Content starts
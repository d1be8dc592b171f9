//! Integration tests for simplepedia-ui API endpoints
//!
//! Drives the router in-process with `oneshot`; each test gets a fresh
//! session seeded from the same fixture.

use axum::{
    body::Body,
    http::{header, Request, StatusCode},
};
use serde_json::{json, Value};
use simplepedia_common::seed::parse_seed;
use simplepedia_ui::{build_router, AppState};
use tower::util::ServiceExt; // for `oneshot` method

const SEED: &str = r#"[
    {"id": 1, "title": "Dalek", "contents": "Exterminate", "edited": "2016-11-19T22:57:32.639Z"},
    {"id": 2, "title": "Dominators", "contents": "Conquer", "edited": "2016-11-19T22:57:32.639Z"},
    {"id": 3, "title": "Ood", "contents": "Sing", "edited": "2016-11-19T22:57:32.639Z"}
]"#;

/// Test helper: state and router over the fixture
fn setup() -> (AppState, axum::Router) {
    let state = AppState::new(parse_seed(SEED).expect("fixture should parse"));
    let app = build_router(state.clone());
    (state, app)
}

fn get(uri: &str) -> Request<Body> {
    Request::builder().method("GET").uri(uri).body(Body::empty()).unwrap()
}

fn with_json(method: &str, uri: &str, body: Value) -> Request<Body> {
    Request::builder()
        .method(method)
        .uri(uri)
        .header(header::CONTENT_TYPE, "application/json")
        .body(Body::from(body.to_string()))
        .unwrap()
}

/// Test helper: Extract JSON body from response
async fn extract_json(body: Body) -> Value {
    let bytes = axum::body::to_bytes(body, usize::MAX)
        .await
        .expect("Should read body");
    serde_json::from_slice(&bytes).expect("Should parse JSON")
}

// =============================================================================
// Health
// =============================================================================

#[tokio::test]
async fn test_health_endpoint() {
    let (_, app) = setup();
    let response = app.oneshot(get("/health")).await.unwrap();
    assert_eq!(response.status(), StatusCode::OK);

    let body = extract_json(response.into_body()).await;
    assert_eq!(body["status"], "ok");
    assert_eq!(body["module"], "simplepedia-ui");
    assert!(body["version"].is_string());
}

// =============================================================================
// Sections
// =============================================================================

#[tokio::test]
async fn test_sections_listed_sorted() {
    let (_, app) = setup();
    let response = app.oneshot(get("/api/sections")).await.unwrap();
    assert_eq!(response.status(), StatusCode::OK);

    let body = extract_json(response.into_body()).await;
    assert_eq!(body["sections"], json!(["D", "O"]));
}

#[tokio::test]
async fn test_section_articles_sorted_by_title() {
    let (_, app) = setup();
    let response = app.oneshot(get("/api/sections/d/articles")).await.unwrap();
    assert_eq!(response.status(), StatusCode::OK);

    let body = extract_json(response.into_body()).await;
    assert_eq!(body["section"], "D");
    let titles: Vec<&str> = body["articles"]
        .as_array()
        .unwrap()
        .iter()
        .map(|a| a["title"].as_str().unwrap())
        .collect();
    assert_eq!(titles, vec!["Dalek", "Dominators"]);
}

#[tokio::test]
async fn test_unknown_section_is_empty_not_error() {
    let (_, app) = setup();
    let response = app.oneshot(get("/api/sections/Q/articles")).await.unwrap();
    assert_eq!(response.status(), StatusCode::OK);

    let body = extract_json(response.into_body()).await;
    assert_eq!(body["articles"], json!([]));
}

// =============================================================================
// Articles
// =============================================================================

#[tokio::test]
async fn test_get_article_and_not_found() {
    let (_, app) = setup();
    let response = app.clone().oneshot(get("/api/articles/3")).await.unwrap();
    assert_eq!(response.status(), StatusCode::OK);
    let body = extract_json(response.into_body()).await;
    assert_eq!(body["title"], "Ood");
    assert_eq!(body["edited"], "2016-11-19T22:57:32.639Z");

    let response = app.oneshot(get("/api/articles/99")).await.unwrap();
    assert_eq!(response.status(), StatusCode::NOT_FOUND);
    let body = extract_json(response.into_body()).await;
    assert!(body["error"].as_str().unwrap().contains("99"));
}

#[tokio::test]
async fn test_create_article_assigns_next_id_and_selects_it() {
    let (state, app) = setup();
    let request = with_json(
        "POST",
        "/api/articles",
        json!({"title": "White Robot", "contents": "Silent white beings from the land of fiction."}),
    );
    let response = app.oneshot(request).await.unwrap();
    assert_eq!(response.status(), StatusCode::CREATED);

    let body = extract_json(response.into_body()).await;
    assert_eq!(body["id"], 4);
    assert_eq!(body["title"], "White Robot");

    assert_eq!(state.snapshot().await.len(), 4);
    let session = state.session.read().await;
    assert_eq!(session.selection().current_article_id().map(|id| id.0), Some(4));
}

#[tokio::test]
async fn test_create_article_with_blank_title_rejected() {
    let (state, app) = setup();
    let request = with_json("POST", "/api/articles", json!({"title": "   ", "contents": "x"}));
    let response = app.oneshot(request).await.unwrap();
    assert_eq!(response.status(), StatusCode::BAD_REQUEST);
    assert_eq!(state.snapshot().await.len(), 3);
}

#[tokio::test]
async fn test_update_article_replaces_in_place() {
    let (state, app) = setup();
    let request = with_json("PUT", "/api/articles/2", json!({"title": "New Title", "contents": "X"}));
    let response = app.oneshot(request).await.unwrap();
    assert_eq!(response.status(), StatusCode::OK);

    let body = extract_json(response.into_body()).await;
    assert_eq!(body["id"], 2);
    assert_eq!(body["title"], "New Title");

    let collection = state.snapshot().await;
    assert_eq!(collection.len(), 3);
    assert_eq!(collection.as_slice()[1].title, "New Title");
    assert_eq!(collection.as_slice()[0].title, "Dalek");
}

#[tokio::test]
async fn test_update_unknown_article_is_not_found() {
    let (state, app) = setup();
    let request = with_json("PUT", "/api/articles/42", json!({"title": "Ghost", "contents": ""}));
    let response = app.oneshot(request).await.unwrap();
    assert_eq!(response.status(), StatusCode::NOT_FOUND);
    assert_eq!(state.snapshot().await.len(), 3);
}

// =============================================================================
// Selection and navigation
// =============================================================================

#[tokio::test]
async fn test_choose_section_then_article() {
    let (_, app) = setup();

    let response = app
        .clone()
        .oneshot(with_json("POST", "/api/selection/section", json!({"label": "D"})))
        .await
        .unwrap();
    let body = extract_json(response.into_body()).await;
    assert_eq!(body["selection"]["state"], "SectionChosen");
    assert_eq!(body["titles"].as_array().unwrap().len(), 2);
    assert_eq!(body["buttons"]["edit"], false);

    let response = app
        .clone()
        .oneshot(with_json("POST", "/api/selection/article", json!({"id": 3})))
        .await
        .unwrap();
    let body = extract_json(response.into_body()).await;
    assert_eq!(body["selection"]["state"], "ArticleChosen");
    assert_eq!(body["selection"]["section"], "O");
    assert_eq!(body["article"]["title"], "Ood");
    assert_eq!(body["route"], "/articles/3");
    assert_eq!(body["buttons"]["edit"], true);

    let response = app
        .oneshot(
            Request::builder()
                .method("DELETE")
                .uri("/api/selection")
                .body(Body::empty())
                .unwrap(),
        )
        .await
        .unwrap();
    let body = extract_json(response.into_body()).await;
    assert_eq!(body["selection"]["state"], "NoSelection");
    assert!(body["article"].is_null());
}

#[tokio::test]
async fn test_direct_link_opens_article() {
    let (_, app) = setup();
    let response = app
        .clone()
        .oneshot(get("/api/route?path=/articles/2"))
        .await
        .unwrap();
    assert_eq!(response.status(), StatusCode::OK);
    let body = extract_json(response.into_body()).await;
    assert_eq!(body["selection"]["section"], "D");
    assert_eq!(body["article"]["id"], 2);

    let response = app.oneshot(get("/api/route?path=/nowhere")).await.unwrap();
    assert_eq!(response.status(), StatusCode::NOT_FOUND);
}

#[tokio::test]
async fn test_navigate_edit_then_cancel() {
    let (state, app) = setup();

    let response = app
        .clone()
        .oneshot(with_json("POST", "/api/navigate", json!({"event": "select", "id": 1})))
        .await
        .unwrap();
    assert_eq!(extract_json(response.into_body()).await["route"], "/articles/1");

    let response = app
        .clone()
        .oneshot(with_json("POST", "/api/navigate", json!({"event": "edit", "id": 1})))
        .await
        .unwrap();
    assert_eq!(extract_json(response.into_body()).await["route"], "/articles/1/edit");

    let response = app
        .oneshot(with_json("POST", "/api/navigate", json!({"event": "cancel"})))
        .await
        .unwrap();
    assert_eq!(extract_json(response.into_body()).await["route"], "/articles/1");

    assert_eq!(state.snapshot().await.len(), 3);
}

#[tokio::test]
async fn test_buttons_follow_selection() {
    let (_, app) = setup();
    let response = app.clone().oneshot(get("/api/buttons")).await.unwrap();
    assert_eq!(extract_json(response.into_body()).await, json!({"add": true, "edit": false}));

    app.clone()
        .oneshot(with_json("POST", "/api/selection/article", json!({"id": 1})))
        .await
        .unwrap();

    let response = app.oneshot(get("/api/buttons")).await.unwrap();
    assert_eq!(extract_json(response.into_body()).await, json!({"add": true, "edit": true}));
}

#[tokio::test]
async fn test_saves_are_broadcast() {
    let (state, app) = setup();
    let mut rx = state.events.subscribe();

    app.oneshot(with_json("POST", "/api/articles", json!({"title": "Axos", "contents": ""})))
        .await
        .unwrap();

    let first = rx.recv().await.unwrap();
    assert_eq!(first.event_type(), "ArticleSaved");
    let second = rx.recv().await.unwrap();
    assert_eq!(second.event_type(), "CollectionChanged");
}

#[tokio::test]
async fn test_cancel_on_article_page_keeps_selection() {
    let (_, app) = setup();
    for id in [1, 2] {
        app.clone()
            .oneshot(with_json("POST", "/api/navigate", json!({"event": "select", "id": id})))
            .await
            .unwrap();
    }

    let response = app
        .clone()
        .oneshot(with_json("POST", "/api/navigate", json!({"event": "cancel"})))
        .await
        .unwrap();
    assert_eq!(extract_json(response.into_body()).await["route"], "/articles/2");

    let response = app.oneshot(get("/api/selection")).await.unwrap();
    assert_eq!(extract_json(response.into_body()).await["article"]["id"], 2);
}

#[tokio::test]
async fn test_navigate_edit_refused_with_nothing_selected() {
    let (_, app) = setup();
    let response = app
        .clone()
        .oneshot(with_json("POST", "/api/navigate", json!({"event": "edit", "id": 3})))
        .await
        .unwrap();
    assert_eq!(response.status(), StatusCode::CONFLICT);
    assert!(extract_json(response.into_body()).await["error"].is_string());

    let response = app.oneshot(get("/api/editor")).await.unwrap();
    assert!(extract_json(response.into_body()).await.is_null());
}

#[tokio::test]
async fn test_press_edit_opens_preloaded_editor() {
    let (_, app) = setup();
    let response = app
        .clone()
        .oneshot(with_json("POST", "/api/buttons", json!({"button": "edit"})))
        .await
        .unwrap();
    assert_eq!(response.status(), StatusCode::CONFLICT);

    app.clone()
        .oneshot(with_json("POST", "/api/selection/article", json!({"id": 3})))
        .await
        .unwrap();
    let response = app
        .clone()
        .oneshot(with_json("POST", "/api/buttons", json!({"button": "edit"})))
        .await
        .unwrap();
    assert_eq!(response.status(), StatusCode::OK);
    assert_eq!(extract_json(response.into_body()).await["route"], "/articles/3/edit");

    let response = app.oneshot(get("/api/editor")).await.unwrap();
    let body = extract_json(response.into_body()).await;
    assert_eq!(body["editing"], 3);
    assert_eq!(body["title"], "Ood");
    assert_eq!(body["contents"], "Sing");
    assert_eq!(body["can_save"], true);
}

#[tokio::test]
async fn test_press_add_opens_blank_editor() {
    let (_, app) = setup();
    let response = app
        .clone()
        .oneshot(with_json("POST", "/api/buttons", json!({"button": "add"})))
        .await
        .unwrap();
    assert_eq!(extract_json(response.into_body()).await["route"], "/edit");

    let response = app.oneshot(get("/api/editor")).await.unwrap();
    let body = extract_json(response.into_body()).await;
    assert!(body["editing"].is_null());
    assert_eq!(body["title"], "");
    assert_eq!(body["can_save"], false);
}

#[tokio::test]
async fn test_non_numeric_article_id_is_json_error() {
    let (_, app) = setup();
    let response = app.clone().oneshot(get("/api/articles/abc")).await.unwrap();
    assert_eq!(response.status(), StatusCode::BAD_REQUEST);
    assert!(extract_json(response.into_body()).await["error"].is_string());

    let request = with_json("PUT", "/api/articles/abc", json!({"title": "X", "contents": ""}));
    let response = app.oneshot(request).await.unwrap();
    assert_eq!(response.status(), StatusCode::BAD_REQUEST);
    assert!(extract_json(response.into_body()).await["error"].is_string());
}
Content ends
What is needed -
Your answer should consist of the lines from the listing that hold the word "Dominators".

Response to this exercise -
    {"id": 2, "title": "Dominators", "contents": "Conquer", "edited": "2016-11-19T22:57:32.639Z"},
    assert_eq!(titles, vec!["Dalek", "Dominators"]);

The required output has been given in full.